The problem. Where the word "VolumeLevel" occurs in a line of the listing, please copy the line.

The records.
______

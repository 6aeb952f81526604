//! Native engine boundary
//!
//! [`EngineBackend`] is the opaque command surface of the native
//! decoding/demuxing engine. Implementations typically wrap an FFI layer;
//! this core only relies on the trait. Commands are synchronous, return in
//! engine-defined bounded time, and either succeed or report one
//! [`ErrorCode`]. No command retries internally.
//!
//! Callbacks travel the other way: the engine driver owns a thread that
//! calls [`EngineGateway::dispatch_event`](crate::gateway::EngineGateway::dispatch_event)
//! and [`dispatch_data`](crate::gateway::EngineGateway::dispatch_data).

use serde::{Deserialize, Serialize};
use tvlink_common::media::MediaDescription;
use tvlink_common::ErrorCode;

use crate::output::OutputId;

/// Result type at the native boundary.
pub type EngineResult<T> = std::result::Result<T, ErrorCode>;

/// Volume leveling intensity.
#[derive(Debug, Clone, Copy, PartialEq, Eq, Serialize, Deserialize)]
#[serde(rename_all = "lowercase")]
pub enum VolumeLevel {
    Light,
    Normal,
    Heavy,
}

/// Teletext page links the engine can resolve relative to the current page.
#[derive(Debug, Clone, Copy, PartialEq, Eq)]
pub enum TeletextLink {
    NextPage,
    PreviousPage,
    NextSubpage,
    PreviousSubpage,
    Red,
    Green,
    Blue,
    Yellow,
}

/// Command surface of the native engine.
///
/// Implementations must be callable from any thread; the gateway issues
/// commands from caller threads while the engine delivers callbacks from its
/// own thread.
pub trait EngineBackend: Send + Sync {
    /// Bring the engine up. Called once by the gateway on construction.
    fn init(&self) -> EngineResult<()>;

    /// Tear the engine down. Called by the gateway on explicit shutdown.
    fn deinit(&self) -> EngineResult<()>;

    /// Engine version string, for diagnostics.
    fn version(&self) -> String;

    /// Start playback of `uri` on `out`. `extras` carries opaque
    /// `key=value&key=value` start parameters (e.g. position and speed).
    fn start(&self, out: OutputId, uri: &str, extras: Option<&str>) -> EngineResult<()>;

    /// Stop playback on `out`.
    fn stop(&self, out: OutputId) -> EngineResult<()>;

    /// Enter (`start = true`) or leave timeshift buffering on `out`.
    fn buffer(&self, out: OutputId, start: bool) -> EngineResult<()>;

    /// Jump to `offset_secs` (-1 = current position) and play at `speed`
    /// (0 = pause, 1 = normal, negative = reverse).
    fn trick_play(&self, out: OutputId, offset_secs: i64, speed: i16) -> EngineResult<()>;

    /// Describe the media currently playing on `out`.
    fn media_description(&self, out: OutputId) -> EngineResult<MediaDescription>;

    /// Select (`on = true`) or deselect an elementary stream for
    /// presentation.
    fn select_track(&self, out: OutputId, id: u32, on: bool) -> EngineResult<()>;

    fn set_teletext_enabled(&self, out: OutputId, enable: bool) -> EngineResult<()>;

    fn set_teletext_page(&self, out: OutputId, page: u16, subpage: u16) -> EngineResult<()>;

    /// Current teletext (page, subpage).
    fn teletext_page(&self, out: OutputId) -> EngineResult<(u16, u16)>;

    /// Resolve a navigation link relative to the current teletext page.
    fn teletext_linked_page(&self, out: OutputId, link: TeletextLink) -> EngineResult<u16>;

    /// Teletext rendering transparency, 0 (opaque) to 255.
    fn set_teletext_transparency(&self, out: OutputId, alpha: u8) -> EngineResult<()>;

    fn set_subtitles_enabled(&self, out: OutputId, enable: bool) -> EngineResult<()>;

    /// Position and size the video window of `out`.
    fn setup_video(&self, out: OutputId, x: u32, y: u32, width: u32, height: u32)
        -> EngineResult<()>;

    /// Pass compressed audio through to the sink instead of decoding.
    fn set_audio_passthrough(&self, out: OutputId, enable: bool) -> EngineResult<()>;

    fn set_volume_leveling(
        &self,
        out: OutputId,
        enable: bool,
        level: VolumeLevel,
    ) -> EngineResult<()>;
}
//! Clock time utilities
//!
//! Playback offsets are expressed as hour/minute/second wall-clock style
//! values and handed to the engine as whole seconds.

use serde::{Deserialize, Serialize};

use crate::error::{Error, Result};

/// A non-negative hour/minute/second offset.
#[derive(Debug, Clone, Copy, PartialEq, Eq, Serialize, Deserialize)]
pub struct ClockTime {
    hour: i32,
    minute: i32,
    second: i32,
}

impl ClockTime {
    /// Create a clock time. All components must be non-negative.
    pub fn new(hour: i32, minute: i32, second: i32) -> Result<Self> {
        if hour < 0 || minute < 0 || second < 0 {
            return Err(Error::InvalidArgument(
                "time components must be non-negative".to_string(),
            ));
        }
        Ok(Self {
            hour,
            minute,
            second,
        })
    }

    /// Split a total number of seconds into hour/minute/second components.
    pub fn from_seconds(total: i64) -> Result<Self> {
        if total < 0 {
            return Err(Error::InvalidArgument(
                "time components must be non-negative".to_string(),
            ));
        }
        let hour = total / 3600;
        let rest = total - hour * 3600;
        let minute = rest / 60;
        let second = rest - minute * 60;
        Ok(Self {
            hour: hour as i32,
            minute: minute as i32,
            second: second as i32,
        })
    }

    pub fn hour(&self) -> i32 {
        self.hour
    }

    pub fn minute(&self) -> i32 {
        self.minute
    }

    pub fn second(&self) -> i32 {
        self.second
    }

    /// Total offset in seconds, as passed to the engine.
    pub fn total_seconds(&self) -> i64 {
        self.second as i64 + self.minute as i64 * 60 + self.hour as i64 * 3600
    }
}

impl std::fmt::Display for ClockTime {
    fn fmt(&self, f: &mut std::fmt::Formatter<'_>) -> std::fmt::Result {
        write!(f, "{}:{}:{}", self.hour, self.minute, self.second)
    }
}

______

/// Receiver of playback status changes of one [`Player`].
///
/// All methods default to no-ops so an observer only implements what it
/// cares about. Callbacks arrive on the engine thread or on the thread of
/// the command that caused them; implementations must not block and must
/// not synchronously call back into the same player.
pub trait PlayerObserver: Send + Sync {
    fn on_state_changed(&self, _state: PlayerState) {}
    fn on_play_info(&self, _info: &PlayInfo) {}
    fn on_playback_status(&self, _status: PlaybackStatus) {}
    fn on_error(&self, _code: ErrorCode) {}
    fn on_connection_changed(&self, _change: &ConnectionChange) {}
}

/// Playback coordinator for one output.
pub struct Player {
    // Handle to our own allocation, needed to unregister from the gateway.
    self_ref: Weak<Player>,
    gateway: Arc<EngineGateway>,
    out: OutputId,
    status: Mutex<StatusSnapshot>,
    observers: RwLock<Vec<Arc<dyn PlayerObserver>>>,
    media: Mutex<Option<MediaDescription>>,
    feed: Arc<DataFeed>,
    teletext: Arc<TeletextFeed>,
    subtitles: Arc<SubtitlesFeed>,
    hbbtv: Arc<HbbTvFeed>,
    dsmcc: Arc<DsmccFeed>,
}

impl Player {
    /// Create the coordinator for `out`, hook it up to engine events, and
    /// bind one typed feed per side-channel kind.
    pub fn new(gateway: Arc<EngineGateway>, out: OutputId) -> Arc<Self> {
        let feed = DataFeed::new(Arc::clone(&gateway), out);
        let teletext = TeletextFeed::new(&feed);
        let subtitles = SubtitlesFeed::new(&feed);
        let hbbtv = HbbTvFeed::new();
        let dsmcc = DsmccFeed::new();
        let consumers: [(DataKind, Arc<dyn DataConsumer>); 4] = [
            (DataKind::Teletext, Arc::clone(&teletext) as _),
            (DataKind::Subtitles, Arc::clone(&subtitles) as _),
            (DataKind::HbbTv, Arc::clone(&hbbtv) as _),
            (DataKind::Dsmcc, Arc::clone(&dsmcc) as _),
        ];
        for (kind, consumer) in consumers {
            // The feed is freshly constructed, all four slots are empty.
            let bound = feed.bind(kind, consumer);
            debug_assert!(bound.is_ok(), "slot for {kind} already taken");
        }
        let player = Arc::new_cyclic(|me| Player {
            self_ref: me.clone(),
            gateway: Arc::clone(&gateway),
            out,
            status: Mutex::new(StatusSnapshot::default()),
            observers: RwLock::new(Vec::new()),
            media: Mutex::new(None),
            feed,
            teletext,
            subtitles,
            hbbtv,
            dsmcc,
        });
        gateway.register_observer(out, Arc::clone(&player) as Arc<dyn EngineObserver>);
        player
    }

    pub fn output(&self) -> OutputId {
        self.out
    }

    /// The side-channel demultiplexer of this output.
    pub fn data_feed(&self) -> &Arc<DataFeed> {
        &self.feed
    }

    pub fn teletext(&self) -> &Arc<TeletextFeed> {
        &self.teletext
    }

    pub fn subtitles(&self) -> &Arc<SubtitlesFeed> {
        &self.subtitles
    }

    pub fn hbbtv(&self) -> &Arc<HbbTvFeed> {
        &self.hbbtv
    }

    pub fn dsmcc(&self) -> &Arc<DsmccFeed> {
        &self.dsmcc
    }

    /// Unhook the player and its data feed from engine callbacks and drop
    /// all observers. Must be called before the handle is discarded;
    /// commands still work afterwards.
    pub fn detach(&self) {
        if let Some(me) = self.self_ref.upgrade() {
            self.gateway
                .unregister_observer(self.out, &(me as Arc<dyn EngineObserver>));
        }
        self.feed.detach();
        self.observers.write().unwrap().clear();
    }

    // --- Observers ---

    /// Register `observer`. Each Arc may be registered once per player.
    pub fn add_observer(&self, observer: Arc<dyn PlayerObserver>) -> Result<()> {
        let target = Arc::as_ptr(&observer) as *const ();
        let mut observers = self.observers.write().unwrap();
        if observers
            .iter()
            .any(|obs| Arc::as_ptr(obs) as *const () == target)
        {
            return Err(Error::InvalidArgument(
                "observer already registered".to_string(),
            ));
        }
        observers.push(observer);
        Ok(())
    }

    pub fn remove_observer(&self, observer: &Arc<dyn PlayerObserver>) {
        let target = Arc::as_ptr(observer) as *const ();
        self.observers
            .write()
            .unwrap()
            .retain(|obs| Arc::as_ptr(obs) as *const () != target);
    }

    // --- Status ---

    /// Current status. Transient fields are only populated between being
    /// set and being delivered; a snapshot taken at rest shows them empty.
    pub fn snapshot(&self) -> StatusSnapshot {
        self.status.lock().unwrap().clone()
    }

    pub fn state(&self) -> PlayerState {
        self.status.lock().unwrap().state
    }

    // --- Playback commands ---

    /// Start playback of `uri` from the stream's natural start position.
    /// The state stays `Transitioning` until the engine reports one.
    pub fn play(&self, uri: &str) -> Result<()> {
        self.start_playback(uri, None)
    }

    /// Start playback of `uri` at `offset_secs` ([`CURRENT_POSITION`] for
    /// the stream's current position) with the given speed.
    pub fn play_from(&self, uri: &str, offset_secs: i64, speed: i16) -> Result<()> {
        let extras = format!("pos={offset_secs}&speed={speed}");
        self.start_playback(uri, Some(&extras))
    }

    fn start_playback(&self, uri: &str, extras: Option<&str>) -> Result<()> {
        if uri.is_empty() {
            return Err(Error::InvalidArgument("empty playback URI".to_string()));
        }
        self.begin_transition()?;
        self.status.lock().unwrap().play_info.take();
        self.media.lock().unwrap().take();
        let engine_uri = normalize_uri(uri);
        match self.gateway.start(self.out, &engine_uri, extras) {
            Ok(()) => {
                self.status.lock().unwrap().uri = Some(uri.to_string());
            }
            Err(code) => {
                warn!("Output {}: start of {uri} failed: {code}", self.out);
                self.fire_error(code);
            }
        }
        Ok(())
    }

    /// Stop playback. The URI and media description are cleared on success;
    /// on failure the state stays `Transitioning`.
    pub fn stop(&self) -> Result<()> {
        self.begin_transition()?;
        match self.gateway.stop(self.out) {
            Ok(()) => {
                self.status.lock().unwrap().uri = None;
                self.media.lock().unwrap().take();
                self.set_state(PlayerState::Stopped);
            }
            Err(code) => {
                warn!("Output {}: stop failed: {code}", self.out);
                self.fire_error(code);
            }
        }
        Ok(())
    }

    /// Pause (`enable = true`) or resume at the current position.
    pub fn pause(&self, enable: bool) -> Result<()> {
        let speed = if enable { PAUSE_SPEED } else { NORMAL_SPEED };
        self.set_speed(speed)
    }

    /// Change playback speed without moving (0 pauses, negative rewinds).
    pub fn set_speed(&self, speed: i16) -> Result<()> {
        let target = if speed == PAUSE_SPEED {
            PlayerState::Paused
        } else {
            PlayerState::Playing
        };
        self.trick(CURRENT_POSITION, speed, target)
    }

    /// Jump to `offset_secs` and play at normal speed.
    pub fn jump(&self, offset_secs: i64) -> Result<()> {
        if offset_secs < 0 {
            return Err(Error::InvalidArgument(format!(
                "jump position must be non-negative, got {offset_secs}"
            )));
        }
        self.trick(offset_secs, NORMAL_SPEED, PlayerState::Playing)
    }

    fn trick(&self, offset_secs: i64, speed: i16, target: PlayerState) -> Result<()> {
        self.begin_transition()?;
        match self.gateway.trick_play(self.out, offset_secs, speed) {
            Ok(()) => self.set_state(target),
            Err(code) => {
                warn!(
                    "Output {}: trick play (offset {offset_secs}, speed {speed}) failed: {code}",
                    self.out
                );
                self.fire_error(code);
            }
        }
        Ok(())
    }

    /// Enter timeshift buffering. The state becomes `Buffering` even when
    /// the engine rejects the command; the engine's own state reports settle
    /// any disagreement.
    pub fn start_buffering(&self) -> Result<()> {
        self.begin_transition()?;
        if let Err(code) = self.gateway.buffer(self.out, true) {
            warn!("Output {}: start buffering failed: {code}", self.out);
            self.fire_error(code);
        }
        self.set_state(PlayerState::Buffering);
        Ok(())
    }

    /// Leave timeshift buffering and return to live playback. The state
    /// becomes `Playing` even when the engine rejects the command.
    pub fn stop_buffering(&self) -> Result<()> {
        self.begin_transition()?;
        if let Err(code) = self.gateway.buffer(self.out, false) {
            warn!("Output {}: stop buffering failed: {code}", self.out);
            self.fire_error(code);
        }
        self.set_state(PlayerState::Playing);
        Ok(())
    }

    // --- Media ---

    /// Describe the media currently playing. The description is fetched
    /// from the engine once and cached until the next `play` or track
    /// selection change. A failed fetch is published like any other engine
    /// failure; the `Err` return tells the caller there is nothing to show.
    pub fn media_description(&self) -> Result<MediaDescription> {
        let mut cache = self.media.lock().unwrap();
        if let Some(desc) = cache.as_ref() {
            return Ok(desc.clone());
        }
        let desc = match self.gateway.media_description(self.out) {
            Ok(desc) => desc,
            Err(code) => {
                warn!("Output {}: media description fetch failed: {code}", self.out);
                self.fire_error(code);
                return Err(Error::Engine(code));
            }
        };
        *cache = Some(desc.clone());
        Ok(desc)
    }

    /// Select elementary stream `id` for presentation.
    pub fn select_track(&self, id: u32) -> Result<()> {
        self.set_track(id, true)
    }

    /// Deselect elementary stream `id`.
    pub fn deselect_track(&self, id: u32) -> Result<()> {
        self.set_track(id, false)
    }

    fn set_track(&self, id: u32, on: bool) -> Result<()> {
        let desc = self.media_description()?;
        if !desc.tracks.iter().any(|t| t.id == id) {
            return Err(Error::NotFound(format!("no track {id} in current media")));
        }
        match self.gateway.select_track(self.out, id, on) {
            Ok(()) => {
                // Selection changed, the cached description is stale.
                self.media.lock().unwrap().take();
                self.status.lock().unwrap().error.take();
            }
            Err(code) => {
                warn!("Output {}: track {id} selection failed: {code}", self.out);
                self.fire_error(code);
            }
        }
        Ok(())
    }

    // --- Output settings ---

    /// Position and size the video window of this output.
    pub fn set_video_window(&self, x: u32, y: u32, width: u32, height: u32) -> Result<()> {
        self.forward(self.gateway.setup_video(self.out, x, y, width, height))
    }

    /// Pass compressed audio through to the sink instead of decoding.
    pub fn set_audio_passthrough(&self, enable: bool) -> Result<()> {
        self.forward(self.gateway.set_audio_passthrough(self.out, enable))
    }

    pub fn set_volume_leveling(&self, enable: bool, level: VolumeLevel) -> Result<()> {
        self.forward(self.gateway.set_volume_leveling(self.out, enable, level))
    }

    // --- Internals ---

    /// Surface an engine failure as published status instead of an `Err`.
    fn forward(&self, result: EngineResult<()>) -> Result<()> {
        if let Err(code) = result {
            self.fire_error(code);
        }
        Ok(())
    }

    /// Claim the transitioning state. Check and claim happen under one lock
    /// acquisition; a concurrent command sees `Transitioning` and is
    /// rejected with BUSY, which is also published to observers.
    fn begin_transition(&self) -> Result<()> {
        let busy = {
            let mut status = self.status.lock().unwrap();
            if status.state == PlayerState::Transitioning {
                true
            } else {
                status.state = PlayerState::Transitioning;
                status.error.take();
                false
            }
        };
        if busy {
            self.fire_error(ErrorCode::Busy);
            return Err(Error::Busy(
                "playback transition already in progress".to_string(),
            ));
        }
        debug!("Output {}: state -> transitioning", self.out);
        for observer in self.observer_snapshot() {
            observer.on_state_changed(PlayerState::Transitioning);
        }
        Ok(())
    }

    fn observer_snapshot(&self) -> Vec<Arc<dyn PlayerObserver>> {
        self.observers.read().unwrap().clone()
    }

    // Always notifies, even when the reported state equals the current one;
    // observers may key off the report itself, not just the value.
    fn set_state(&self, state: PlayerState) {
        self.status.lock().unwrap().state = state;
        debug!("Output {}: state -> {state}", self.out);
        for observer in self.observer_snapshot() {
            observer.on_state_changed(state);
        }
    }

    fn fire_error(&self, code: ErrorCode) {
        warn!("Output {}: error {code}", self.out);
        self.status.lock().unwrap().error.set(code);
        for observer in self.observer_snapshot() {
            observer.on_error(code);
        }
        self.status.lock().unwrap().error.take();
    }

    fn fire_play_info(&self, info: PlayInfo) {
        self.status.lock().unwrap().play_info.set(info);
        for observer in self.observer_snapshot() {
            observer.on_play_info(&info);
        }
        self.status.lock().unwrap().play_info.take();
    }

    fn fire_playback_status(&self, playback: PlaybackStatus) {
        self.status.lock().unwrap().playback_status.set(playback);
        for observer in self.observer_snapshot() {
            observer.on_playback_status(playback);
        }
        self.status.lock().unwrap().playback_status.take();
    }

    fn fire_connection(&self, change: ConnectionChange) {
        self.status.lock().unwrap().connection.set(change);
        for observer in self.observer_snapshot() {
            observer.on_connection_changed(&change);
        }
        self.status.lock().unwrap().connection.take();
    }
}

______

Solution for this task.
pub enum VolumeLevel {
        level: VolumeLevel,
    pub fn set_volume_leveling(&self, enable: bool, level: VolumeLevel) -> Result<()> {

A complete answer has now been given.